§ WORK TO BE COMPLETED
Once the line containing "#![warn(missing_docs)]" is found in the data below, output that line and every line after it through the last, unchanged and with nothing else.

§ GIVEN DATA
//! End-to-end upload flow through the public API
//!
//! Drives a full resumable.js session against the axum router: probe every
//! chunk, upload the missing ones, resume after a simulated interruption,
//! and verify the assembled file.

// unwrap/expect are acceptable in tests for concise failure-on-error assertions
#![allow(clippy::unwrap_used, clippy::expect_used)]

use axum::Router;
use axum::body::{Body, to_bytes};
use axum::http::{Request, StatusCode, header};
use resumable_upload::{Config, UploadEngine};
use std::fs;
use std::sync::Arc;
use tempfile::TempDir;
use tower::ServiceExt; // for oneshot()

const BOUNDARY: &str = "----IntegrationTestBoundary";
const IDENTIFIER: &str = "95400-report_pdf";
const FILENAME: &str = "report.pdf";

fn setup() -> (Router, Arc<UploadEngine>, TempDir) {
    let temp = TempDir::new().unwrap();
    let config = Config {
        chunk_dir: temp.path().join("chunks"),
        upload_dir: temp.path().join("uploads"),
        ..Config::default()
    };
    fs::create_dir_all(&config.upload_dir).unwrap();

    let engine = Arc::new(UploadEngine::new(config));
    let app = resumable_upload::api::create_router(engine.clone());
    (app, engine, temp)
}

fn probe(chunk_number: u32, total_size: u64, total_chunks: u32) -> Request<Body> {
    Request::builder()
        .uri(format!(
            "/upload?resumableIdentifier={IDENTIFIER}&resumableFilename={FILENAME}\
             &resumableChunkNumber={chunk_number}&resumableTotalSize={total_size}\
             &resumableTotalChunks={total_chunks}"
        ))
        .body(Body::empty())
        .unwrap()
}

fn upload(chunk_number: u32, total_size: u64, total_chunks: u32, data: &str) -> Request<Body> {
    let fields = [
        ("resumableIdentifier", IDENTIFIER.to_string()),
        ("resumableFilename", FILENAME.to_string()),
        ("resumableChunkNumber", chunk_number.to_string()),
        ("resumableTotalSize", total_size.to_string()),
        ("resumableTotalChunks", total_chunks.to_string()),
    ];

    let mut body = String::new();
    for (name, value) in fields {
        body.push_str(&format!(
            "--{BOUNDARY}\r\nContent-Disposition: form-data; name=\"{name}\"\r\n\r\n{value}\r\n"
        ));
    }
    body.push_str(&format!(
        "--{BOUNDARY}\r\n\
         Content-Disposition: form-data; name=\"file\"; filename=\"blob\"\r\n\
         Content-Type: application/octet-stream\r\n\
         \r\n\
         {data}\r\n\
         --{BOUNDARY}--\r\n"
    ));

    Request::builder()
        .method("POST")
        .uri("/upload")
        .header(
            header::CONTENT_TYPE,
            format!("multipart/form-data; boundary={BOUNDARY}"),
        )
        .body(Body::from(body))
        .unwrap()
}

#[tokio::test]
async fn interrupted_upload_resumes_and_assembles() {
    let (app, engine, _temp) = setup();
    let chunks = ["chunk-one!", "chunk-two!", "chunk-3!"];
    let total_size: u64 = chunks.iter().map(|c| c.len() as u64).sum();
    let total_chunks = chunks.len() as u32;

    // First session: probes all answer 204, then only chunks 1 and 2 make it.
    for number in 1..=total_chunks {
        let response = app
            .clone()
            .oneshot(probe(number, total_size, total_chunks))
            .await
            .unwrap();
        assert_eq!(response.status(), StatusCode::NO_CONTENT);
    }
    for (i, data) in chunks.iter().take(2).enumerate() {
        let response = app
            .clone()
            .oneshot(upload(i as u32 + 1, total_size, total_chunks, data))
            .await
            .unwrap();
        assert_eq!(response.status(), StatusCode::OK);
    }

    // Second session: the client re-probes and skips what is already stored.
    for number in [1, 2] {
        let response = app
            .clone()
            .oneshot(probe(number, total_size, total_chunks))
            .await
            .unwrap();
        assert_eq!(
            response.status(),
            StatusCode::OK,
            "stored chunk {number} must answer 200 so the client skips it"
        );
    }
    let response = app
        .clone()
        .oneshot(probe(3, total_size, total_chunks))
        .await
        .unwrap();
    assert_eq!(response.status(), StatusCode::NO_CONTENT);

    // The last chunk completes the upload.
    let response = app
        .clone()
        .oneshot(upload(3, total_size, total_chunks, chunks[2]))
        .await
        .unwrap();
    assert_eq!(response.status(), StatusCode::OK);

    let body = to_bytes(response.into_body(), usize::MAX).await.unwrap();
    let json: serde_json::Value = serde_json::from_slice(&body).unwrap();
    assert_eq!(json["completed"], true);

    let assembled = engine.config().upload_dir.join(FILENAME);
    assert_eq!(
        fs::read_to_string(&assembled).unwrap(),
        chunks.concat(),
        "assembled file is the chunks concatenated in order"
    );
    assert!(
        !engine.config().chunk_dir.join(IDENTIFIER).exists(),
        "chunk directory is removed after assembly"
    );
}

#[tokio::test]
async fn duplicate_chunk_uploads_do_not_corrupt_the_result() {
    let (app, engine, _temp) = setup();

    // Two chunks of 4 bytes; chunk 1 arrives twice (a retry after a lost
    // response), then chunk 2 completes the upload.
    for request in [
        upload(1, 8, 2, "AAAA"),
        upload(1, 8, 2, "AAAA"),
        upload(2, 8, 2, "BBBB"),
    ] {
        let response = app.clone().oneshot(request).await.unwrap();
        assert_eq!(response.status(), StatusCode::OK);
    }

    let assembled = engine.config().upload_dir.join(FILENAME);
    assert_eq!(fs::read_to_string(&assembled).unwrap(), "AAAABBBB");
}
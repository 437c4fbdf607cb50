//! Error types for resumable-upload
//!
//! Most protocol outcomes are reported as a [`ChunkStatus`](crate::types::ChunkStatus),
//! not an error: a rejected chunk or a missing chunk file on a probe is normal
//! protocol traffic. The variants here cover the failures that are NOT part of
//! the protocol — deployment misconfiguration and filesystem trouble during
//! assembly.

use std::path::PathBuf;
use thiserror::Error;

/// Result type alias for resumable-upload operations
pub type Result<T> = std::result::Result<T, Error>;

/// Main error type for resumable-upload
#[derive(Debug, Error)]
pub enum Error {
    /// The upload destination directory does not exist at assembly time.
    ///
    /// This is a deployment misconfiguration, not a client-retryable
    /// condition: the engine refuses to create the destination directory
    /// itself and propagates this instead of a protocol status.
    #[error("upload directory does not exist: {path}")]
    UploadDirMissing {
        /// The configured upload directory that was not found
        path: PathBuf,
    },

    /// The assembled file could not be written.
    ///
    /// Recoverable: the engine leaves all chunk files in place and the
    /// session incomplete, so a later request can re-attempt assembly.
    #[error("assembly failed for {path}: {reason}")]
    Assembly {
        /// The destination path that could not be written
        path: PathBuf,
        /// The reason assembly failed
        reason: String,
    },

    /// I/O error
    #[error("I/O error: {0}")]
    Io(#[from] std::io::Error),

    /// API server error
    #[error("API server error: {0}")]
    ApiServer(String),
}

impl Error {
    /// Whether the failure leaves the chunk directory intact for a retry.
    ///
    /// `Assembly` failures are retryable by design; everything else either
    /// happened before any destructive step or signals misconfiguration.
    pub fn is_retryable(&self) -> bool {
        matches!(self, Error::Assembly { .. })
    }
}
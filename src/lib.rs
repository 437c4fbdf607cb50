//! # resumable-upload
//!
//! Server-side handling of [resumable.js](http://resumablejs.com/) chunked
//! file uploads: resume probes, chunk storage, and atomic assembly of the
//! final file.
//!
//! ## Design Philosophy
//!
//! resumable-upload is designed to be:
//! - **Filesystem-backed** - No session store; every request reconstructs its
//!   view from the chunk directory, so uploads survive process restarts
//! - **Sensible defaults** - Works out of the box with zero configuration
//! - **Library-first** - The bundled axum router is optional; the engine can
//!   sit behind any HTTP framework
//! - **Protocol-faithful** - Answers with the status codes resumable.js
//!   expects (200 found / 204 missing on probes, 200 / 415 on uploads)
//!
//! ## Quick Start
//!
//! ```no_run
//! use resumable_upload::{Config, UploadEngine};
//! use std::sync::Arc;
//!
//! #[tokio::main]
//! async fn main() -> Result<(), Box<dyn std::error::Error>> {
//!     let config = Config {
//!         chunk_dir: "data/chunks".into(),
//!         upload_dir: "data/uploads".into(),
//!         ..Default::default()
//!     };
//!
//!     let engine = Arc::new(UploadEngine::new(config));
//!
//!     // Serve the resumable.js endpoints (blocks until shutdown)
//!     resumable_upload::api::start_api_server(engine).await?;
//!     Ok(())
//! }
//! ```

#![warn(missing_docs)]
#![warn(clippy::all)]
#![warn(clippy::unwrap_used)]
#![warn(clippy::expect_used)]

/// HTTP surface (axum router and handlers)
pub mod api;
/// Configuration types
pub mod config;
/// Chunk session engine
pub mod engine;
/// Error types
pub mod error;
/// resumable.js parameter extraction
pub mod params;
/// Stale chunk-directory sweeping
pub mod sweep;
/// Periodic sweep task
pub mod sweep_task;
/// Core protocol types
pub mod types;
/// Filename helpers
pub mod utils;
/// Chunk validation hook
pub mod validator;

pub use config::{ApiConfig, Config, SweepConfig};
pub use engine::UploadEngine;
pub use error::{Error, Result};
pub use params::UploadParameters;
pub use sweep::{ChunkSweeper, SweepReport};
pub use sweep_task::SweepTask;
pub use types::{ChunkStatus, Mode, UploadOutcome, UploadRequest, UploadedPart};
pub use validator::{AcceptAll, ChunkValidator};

§ ANSWER
#![warn(missing_docs)]
#![warn(clippy::all)]
#![warn(clippy::unwrap_used)]
#![warn(clippy::expect_used)]

/// HTTP surface (axum router and handlers)
pub mod api;
/// Configuration types
pub mod config;
/// Chunk session engine
pub mod engine;
/// Error types
pub mod error;
/// resumable.js parameter extraction
pub mod params;
/// Stale chunk-directory sweeping
pub mod sweep;
/// Periodic sweep task
pub mod sweep_task;
/// Core protocol types
pub mod types;
/// Filename helpers
pub mod utils;
/// Chunk validation hook
pub mod validator;

pub use config::{ApiConfig, Config, SweepConfig};
pub use engine::UploadEngine;
pub use error::{Error, Result};
pub use params::UploadParameters;
pub use sweep::{ChunkSweeper, SweepReport};
pub use sweep_task::SweepTask;
pub use types::{ChunkStatus, Mode, UploadOutcome, UploadRequest, UploadedPart};
pub use validator::{AcceptAll, ChunkValidator};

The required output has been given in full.